Start of Extracted records

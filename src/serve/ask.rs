// src/serve/ask.rs

use super::{error::ApiError, AppState};
use crate::advisor::{self, AskOutcome, DataStats, DebugReport, NO_DATA_REPLY};
use axum::{extract::State, Json};
use serde::{Deserialize, Serialize};

#[derive(Debug, Deserialize)]
pub struct AskRequest {
    #[serde(default)]
    pub message: String,
}

#[derive(Debug, Serialize)]
#[serde(rename_all = "camelCase")]
pub struct AskResponse {
    pub reply: String,
    #[serde(skip_serializing_if = "Option::is_none")]
    pub data_stats: Option<DataStats>,
}

pub async fn ask(
    State(state): State<AppState>,
    Json(request): Json<AskRequest>,
) -> Result<Json<AskResponse>, ApiError> {
    let outcome = advisor::ask(&state.cfg, &state.completion, &request.message).await?;

    let response = match outcome {
        AskOutcome::NoData => AskResponse {
            reply: NO_DATA_REPLY.to_string(),
            data_stats: None,
        },
        AskOutcome::Answered { reply, stats } => AskResponse {
            reply,
            data_stats: Some(stats),
        },
    };
    Ok(Json(response))
}

pub async fn debug(State(state): State<AppState>) -> Result<Json<DebugReport>, ApiError> {
    let report = advisor::debug_report(&state.cfg)?;
    Ok(Json(report))
}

End of Extracted records

Task directions:
Every line in the data above that contains the word "AskResponse" counts; report how many there are and nothing more.

Solution to this exercise:
4